13.In the inner part, once an object gets large enough, that object's gravitational field gets stronger, which speeds up the accretion process.

14.You know, larger objects attract smaller ones and sort of gobble them up.

15.And eventually, you get a full-sized planet in its own orbit.

16.Okay. That's how the inner rocky planets probably formed by accretion.

17.But what about those gas planets in the outer solar system, in the outer accretion disk?

18.Well, the first theory says the accretion process was similar to the one that formed the rocky planets, with some key differences.

19.Remember, the gas giants are farther from the sun, where temperatures are much colder.

20.So, in the outer accretion disk, compounds like water and ammonia exist in frozen form.

21.Closer to the sun, they're more likely to be vaporized by solar radiation.

22.What this means is that in addition to rocky and metallic particles there would be other solids like frozen water and frozen ammonia.

23.Student: So more solid substances are available to clump into protoplanets, right?

24.Professor: Precisely!
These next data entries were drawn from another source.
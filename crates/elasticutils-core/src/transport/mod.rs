//! Transport abstraction the scanner and client depend on.
//!
//! A [`Transport`] performs one blocking round-trip: method, absolute URL,
//! optional JSON body in; status code and parsed JSON body out. Connection
//! pooling, authentication, and retries belong to the implementation.
//!
//! [`InMemoryEngine`](memory::InMemoryEngine) simulates the engine for tests.

pub mod memory;

use std::fmt;
use std::str::FromStr;

use serde_json::Value;

use crate::error::{Error, Result};

/// HTTP methods the toolkit issues.
#[derive(Debug, Clone, Copy, PartialEq, Eq, Hash)]
pub enum Method {
    Get,
    Post,
    Put,
    Delete,
}

impl Method {
    pub fn as_str(&self) -> &'static str {
        match self {
            Method::Get => "GET",
            Method::Post => "POST",
            Method::Put => "PUT",
            Method::Delete => "DELETE",
        }
    }
}

impl FromStr for Method {
    type Err = Error;

    fn from_str(s: &str) -> Result<Self> {
        match s.to_ascii_uppercase().as_str() {
            "GET" => Ok(Method::Get),
            "POST" => Ok(Method::Post),
            "PUT" => Ok(Method::Put),
            "DELETE" => Ok(Method::Delete),
            _ => Err(Error::invalid("method", s, "GET, POST, PUT, DELETE")),
        }
    }
}

impl fmt::Display for Method {
    fn fmt(&self, f: &mut fmt::Formatter<'_>) -> fmt::Result {
        f.write_str(self.as_str())
    }
}

/// Status code and parsed body of one round-trip.
#[derive(Debug, Clone, PartialEq)]
pub struct Response {
    pub status: u16,
    pub body: Value,
}

impl Response {
    pub fn new(status: u16, body: Value) -> Self {
        Self { status, body }
    }

    pub fn is_success(&self) -> bool {
        (200..300).contains(&self.status)
    }
}

/// One blocking request/response exchange with the search engine.
///
/// Implementations return [`Error::Transport`] when no response was
/// obtained. Any HTTP status, including 4xx and 5xx, is a successful
/// round-trip and comes back as a [`Response`].
pub trait Transport {
    fn send(&self, method: Method, url: &str, body: Option<&Value>) -> Result<Response>;
}

impl<T: Transport + ?Sized> Transport for &T {
    fn send(&self, method: Method, url: &str, body: Option<&Value>) -> Result<Response> {
        (**self).send(method, url, body)
    }
}

impl<T: Transport + ?Sized> Transport for Box<T> {
    fn send(&self, method: Method, url: &str, body: Option<&Value>) -> Result<Response> {
        (**self).send(method, url, body)
    }
}
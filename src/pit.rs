//! `esu pit open|close`: manage point-in-time snapshots by hand, e.g. to
//! run several `esu scan --pit` passes over the same view of an index.

use anyhow::Result;
use elasticutils_core::scan::{CloseReport, PointInTime};
use elasticutils_core::transport::Transport;
use serde_json::json;

use crate::client::ElasticsearchClient;
use crate::config::Config;

pub fn open<T: Transport>(
    client: &ElasticsearchClient<T>,
    index: &str,
    keep_alive: &str,
) -> Result<PointInTime> {
    Ok(client.scanner().open(index, keep_alive)?)
}

pub fn close<T: Transport>(client: &ElasticsearchClient<T>, ids: &[String]) -> Result<CloseReport> {
    Ok(client.scanner().close(ids.iter().cloned())?)
}

pub fn run_open(cfg: &Config, index: &str, keep_alive: Option<&str>) -> Result<()> {
    let client = ElasticsearchClient::from_config(&cfg.cluster)?;
    let keep_alive = keep_alive.unwrap_or(cfg.scan.keep_alive.as_str());
    let pit = open(&client, index, keep_alive)?;
    println!("{}", pit.id);
    Ok(())
}

pub fn run_close(cfg: &Config, ids: &[String]) -> Result<()> {
    let client = ElasticsearchClient::from_config(&cfg.cluster)?;
    let report = close(&client, ids)?;
    println!(
        "{}",
        json!({
            "succeeded": report.succeeded,
            "num_freed": report.num_freed,
            "status": report.status,
        })
    );
    Ok(())
}

#[cfg(test)]
mod tests {
    use super::*;
    use elasticutils_core::transport::memory::InMemoryEngine;

    const BASE: &str = "http://es.local:9200";

    #[test]
    fn open_then_close_twice() {
        let engine = InMemoryEngine::new(BASE);
        engine.create_index("logs");
        let client = ElasticsearchClient::new(&engine, BASE);

        let pit = open(&client, "logs", "2m").unwrap();
        assert_eq!(pit.keep_alive, "2m");

        let ids = vec![pit.id];
        let first = close(&client, &ids).unwrap();
        assert!(first.succeeded);
        assert_eq!(first.num_freed, 1);

        let again = close(&client, &ids).unwrap();
        assert!(!again.succeeded);
        assert_eq!(again.status, Some(404));
    }
}
//! # elasticutils CLI (`esu`)
//!
//! Build queries, search, and stream whole result sets out of an
//! Elasticsearch-compatible cluster.
//!
//! ## Usage
//!
//! ```bash
//! esu --config ./config/esu.toml <command>
//! ```
//!
//! ## Commands
//!
//! | Command | Description |
//! |---------|-------------|
//! | `esu query` | Print the query built from the flags (no network) |
//! | `esu search <index>` | One-shot search |
//! | `esu scan <index>` | Stream all matches as NDJSON via a point-in-time snapshot |
//! | `esu pit open <index>` / `esu pit close <id>...` | Manage snapshots |
//! | `esu get <index> <id>` | Fetch one document |
//! | `esu put <index> <json>` / `esu update <index> <id> <json>` | Write one document |
//! | `esu index exists\|create\|delete <index>` | Index management |
//! | `esu completions <shell>` | Shell completion script |
//!
//! ## Examples
//!
//! ```bash
//! # Inspect the query before running it
//! esu query --match message=timeout --term service=api --since 2024-05-01
//!
//! # Export a day of errors, 5000 per page
//! esu scan logs --term level=error --since 2024-05-01 --until 2024-05-01 \
//!     --batch-size 5000 > errors.ndjson
//!
//! # Resume from the cursor printed by an interrupted scan
//! esu scan logs --term level=error --after '[1714521600000, 8812]'
//! ```

use std::path::PathBuf;
use std::process::ExitCode;

use clap::{CommandFactory, Parser, Subcommand};
use elasticutils::config::{self, Config};
use elasticutils::query_args::QueryArgs;
use elasticutils::scan_cmd::ScanArgs;
use elasticutils::{get, index_cmd, logging, pit, scan_cmd, search};
use elasticutils_core::scan::DEFAULT_SORT_FIELD;

/// elasticutils: query building and point-in-time scanning for
/// Elasticsearch-compatible clusters.
///
/// Cluster and scan settings are read from a TOML file given with
/// `--config`. See `config/esu.example.toml` for a full example.
#[derive(Parser)]
#[command(
    name = "esu",
    about = "Query building and point-in-time scanning for Elasticsearch-compatible clusters",
    version
)]
struct Cli {
    /// Path to configuration file (TOML).
    #[arg(long, global = true, default_value = "./config/esu.toml")]
    config: PathBuf,

    /// Debug-level logging on stderr (overridden by RUST_LOG).
    #[arg(long, short, global = true)]
    verbose: bool,

    #[command(subcommand)]
    command: Commands,
}

#[derive(Subcommand)]
enum Commands {
    /// Print the query the flags produce, without contacting the cluster.
    ///
    /// Uses `[scan].date_field` from the config for `--since`/`--until`
    /// when the config can be read, `timestamp` otherwise.
    Query {
        #[command(flatten)]
        query: QueryArgs,

        /// Single-line JSON instead of pretty-printed.
        #[arg(long)]
        compact: bool,
    },

    /// Run a one-shot search and print the response.
    Search {
        index: String,

        #[command(flatten)]
        query: QueryArgs,

        /// Print only each hit's `_source`, one per line.
        #[arg(long)]
        hits_only: bool,
    },

    /// Stream every match through a point-in-time snapshot as NDJSON.
    ///
    /// The final cursor is printed to stderr; pass it to `--after` to resume.
    Scan {
        index: String,

        #[command(flatten)]
        args: ScanArgs,
    },

    /// Open or close point-in-time snapshots.
    Pit {
        #[command(subcommand)]
        action: PitAction,
    },

    /// Print the `_source` of one document.
    Get { index: String, id: String },

    /// Index a document given as JSON (`-` reads stdin).
    Put {
        index: String,
        document: String,

        /// Document id; generated by the cluster when omitted.
        #[arg(long)]
        id: Option<String>,
    },

    /// Merge JSON fields into an existing document (`-` reads stdin).
    Update {
        index: String,
        id: String,
        document: String,
    },

    /// Check, create, or delete an index.
    Index {
        #[command(subcommand)]
        action: IndexAction,
    },

    /// Print a shell completion script.
    Completions {
        #[arg(value_enum)]
        shell: clap_complete::Shell,
    },
}

#[derive(Subcommand)]
enum PitAction {
    /// Open a snapshot and print its id.
    Open {
        index: String,

        /// Keep-alive, e.g. `5m`; defaults to `[scan].keep_alive`.
        #[arg(long)]
        keep_alive: Option<String>,
    },
    /// Release one or more snapshots.
    Close {
        #[arg(required = true)]
        ids: Vec<String>,
    },
}

#[derive(Subcommand)]
enum IndexAction {
    /// Print whether the index exists; exit status 1 when it does not.
    Exists { index: String },
    /// Create the index with one shard and one replica.
    Create {
        index: String,

        /// JSON file holding the `mappings` object.
        #[arg(long)]
        mappings: Option<PathBuf>,
    },
    /// Delete the index.
    Delete { index: String },
}

fn main() -> ExitCode {
    let cli = Cli::parse();
    logging::init(cli.verbose);

    match run(cli) {
        Ok(code) => code,
        Err(e) => {
            eprintln!("Error: {:#}", e);
            ExitCode::FAILURE
        }
    }
}

fn run(cli: Cli) -> anyhow::Result<ExitCode> {
    // Commands that don't require config
    match cli.command {
        Commands::Completions { shell } => {
            clap_complete::generate(shell, &mut Cli::command(), "esu", &mut std::io::stdout());
            return Ok(ExitCode::SUCCESS);
        }
        Commands::Query {
            ref query,
            compact,
        } => {
            let date_field = config::load_config(&cli.config)
                .map(|c| c.scan.date_field)
                .unwrap_or_else(|_| DEFAULT_SORT_FIELD.to_string());
            let built = query.build(&date_field)?;
            if compact {
                println!("{}", serde_json::to_string(&built.to_value())?);
            } else {
                println!("{}", built.to_json_pretty());
            }
            return Ok(ExitCode::SUCCESS);
        }
        _ => {}
    }

    let cfg: Config = config::load_config(&cli.config)?;

    match cli.command {
        Commands::Search {
            index,
            query,
            hits_only,
        } => search::run_search(&cfg, &index, &query, hits_only)?,
        Commands::Scan { index, args } => scan_cmd::run_scan(&cfg, &index, &args)?,
        Commands::Pit { action } => match action {
            PitAction::Open { index, keep_alive } => {
                pit::run_open(&cfg, &index, keep_alive.as_deref())?
            }
            PitAction::Close { ids } => pit::run_close(&cfg, &ids)?,
        },
        Commands::Get { index, id } => get::run_get(&cfg, &index, &id)?,
        Commands::Put {
            index,
            document,
            id,
        } => get::run_put(&cfg, &index, id.as_deref(), &document)?,
        Commands::Update {
            index,
            id,
            document,
        } => get::run_update(&cfg, &index, &id, &document)?,
        Commands::Index { action } => match action {
            IndexAction::Exists { index } => {
                if !index_cmd::run_exists(&cfg, &index)? {
                    return Ok(ExitCode::FAILURE);
                }
            }
            IndexAction::Create { index, mappings } => {
                index_cmd::run_create(&cfg, &index, mappings.as_deref())?
            }
            IndexAction::Delete { index } => index_cmd::run_delete(&cfg, &index)?,
        },
        Commands::Completions { .. } | Commands::Query { .. } => {
            // Handled above (before config loading)
            unreachable!()
        }
    }

    Ok(ExitCode::SUCCESS)
}
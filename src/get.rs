//! Single-document commands: `esu get`, `esu put`, `esu update`.

use anyhow::{bail, Context, Result};
use elasticutils_core::transport::{Response, Transport};
use serde_json::Value;

use crate::client::ElasticsearchClient;
use crate::config::Config;

/// `_source` of document `id`; a missing document is an error.
pub fn get_source<T: Transport>(
    client: &ElasticsearchClient<T>,
    index: &str,
    id: &str,
) -> Result<Value> {
    let resp = client.get_document(index, id)?;
    if resp.status == 404 {
        bail!("document not found: {}/{}", index, id);
    }
    let body = ensure_success(resp, "get")?;
    Ok(body.get("_source").cloned().unwrap_or(Value::Null))
}

/// Parse a document argument, reading stdin when it is `-`.
pub fn read_document(raw: &str) -> Result<Value> {
    let text = if raw == "-" {
        std::io::read_to_string(std::io::stdin()).context("Failed to read document from stdin")?
    } else {
        raw.to_string()
    };
    let doc: Value = serde_json::from_str(&text).context("document is not valid JSON")?;
    if !doc.is_object() {
        bail!("document must be a JSON object");
    }
    Ok(doc)
}

pub(crate) fn ensure_success(resp: Response, action: &str) -> Result<Value> {
    if !resp.is_success() {
        bail!("{} failed with status {}: {}", action, resp.status, resp.body);
    }
    Ok(resp.body)
}

pub fn run_get(cfg: &Config, index: &str, id: &str) -> Result<()> {
    let client = ElasticsearchClient::from_config(&cfg.cluster)?;
    let source = get_source(&client, index, id)?;
    println!("{}", serde_json::to_string_pretty(&source)?);
    Ok(())
}

pub fn run_put(cfg: &Config, index: &str, id: Option<&str>, document: &str) -> Result<()> {
    let doc = read_document(document)?;
    let client = ElasticsearchClient::from_config(&cfg.cluster)?;
    let body = ensure_success(client.index_document(index, &doc, id)?, "index")?;
    println!("{}", serde_json::to_string(&body)?);
    Ok(())
}

/// The document is sent as the partial `doc` of an update.
pub fn run_update(cfg: &Config, index: &str, id: &str, document: &str) -> Result<()> {
    let doc = read_document(document)?;
    let client = ElasticsearchClient::from_config(&cfg.cluster)?;
    let body = ensure_success(
        client.update_document(index, id, &serde_json::json!({ "doc": doc }))?,
        "update",
    )?;
    println!("{}", serde_json::to_string(&body)?);
    Ok(())
}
So the solid cores of the gas giants could conceivably have formed by accretion.

25.And once their mass reaches a certain point, around about 5 to 10 Earths, what would happen?

26.Student: 5 to 10 Earths...uh, with a mass that big, I guess gravity would start to pull in more and more material faster, right?

27.Professor: Material, meaning gas.

28.It would rapidly pull in more and more gas from the accretion disk, so you end up with a solid core of rock, metal and ice surrounded by massive amounts of gas.

29.That's the core accretion theory. Now, the other theory is called the disk instability theory.

30.The disk instability theory holds that gas begins the planet-making process, without a solid core.

31.You see, most of the outer accretion disk would have been gas.

32.We believe solid particles probably made up just one percent of the outer accretion disk.

33.So this theory suggests that large planets, the gas giants, uh, they develop from large clumps of mostly gas and some dust in an accretion disk.

34.Outer regions of an accretion disk can be unstable, gravitationally unstable, which is what causes these clumps to form, and in some cases, grow in to proto- planets.

35.Over time, dust particles within a gas clump coalesce, bond together, and eventually fall toward the center, creating a core.

36.Once this happens, the gas clump grows relatively quickly as its gravity pulls in more and more gas and dust particles.

37.And this whole process can theoretically happen within one hundred thousand years.